# Which spices go well with pear?



## taxlady (Nov 25, 2010)

I made a pear tart according to a Danish recipe. It had ginger in the dough. I liked it but my DH doesn't really like ginger, so he thought it detracted from the dessert.

What spice(s) would you use for a pear tart if you were using a little bit of ginger?
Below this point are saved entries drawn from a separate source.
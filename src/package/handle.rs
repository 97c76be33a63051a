// src/package/handle.rs

//! Runtime package handles and the work directory they materialize into

use super::{PackageConfig, PackageIdentity};
use crate::error::{Error, Result};
use crate::exec::CommandRunner;
use crate::oci::{Descriptor, Manifest, OciLayout, archive, media_types};
use fs2::FileExt;
use std::fs::{self, File};
use std::path::{Path, PathBuf};
use tempfile::TempDir;
use tracing::{debug, info};

/// Scoped scratch directory for one top-level operation
///
/// Everything extracted during the operation lives below it and is removed
/// when the value is dropped, on success and failure alike.
#[derive(Debug)]
pub struct WorkDir {
    dir: TempDir,
}

impl WorkDir {
    pub fn new() -> Result<Self> {
        let dir = tempfile::Builder::new().prefix("bolt-").tempdir()?;
        debug!("Created work directory {}", dir.path().display());
        Ok(Self { dir })
    }

    pub fn path(&self) -> &Path {
        self.dir.path()
    }

    /// Take the exclusive lock for `key`, blocking until it is free
    ///
    /// The lock is released when the guard is dropped.
    pub fn lock(&self, key: &str) -> Result<KeyLock> {
        KeyLock::acquire(self.path(), key)
    }
}

/// Guard for an exclusive `<dir>/<key>.lock` file lock
///
/// The lock is advisory and shared by every process that takes the same
/// key in the same directory.
#[derive(Debug)]
pub struct KeyLock {
    file: File,
}

impl KeyLock {
    /// Block until the lock for `key` in `dir` is ours
    pub fn acquire(dir: &Path, key: &str) -> Result<Self> {
        fs::create_dir_all(dir)?;
        let file = File::create(dir.join(format!("{}.lock", key)))?;
        file.lock_exclusive()?;
        Ok(Self { file })
    }
}

impl Drop for KeyLock {
    fn drop(&mut self) {
        let _ = self.file.unlock();
    }
}

/// Where a package's content comes from
#[derive(Debug, Clone, PartialEq, Eq)]
pub enum PackageSource {
    /// A `.bolt` archive, extracted into the work directory on first use
    Archive(PathBuf),
    /// An already-extracted package layout
    Directory(PathBuf),
    /// The package currently being built; it has a config and no content
    Recipe,
}

/// A package resolved for one operation
///
/// The config and manifest are read when the handle is built; content layers
/// are extracted on demand.
#[derive(Debug, Clone)]
pub struct Package {
    config: PackageConfig,
    source: PackageSource,
    layout: Option<OciLayout>,
    manifest: Option<Manifest>,
}

impl Package {
    /// Open a `.bolt` archive, extracting it into `<work>/<full_name>`
    ///
    /// Extraction happens once per work directory; later calls reuse the
    /// extracted layout.
    pub fn from_archive(archive_path: &Path, full_name: &str, work: &WorkDir) -> Result<Self> {
        let target = work.path().join(full_name);
        {
            let _lock = work.lock(full_name)?;
            if !target.exists() {
                info!("Extracting {}", archive_path.display());
                archive::populate_once(&target, |partial| archive::unzip(archive_path, partial))?;
            }
        }

        let mut package = Self::from_directory(&target)?;
        package.source = PackageSource::Archive(archive_path.to_path_buf());
        Ok(package)
    }

    /// Open an extracted package layout
    pub fn from_directory(dir: &Path) -> Result<Self> {
        let layout = OciLayout::new(dir);
        let manifest = layout.manifest()?;
        let config = PackageConfig::load(&layout.blob_path(&manifest.config.digest))?;

        Ok(Self {
            config,
            source: PackageSource::Directory(dir.to_path_buf()),
            layout: Some(layout),
            manifest: Some(manifest),
        })
    }

    /// Handle for a package known only by its config
    pub fn from_config(config: PackageConfig) -> Self {
        Self {
            config,
            source: PackageSource::Recipe,
            layout: None,
            manifest: None,
        }
    }

    pub fn config(&self) -> &PackageConfig {
        &self.config
    }

    pub fn identity(&self) -> &PackageIdentity {
        self.config.identity()
    }

    pub fn full_name(&self) -> String {
        self.config.full_name()
    }

    pub fn dependencies(&self) -> &[PackageIdentity] {
        self.config.dependencies()
    }

    pub fn source(&self) -> &PackageSource {
        &self.source
    }

    /// The extracted layout, absent for recipe packages
    pub fn layout(&self) -> Option<&OciLayout> {
        self.layout.as_ref()
    }

    pub fn manifest(&self) -> Option<&Manifest> {
        self.manifest.as_ref()
    }

    /// Descriptor of the package's own content layer
    pub fn content_layer(&self) -> Option<&Descriptor> {
        self.manifest.as_ref().and_then(Manifest::content_layer)
    }

    /// Path of the content layer blob
    pub fn content_path(&self) -> Option<PathBuf> {
        let layout = self.layout.as_ref()?;
        let layer = self.content_layer()?;
        Some(layout.blob_path(&layer.digest))
    }

    /// Unpack the content layer into `<work>/<full_name>-layer`
    ///
    /// Extraction happens once per work directory. Plain layers are unpacked
    /// natively, verity-protected erofs images through `fsck.erofs`.
    pub fn layer_dir(&self, work: &WorkDir, runner: &dyn CommandRunner) -> Result<PathBuf> {
        let (Some(layer), Some(image)) = (self.content_layer(), self.content_path()) else {
            return Err(Error::ManifestNotFound(self.config.path().to_path_buf()));
        };

        let key = format!("{}-layer", self.full_name());
        let target = work.path().join(&key);
        let _lock = work.lock(&key)?;
        if target.exists() {
            return Ok(target);
        }

        debug!("Extracting {} layer {}", self.full_name(), layer.digest);
        match layer.media_type.as_str() {
            media_types::LAYER_TAR_GZIP => {
                archive::populate_once(&target, |partial| archive::extract_tar(&image, partial))?;
            }
            media_types::LAYER_EROFS_DMVERITY => {
                archive::populate_once(&target, |partial| {
                    let extract_arg = format!("--extract={}", partial.display());
                    runner.run(
                        "fsck.erofs",
                        &["--preserve-perms", &extract_arg, &image.to_string_lossy()],
                    )?;
                    fs::metadata(partial)?;
                    Ok(())
                })?;
            }
            other => return Err(Error::UnsupportedLayerMediaType(other.to_string())),
        }

        Ok(target)
    }
}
What spice(s) would you use for a pear tart if you were *not* using any  ginger?


----------



## Alix (Nov 25, 2010)

I'd try nutmeg or cloves, but just a smidge. Thats in answer to both questions.


----------



## snickerdoodle (Nov 25, 2010)

In addition to what Alix suggested, you could also use cardamom with or without ginger.  I recently bought a jar of pear cardamom jam at a local market and it was really good.


----------



## taxlady (Nov 25, 2010)

Thanks for the suggestions.

I used ground cloves. I will definitely try cardamom, but even if I hadn't already done it with cloves, I wasn't in the mood  for grinding cardamom this evening. That's why I chose cloves instead of nutmeg 

I'll let you know how it turns out. It's in the oven now.


----------



## ChefJune (Nov 25, 2010)

My "famous" Pear Tart is made with browned butter custard and cardamom. :-D


----------



## babetoo (Nov 25, 2010)

i like cinnamon. just don't over do it. and maybe a hint of nutmeg.


----------



## taxlady (Nov 26, 2010)

The clove was good, but I should have put more than 1/4 tsp.


----------



## taxlady (Nov 26, 2010)

ChefJune said:


> My "famous" Pear Tart is made with browned butter custard and cardamom. :-D



Have you posted the recipe here?


----------



## Bolas De Fraile (Nov 26, 2010)

I cheat a lot, I buy bottles of ready made Gluhwein, leave the pears in it for a few hours then heat to poach them. I then use the lightly spiced pears in various ways and serve the drink as usual.


----------



## DaveSoMD (Nov 26, 2010)

Alix said:


> I'd try nutmeg or cloves, but just a smidge. Thats in answer to both questions.


 
I second this.  I use these plus ginger in my pear pie.


----------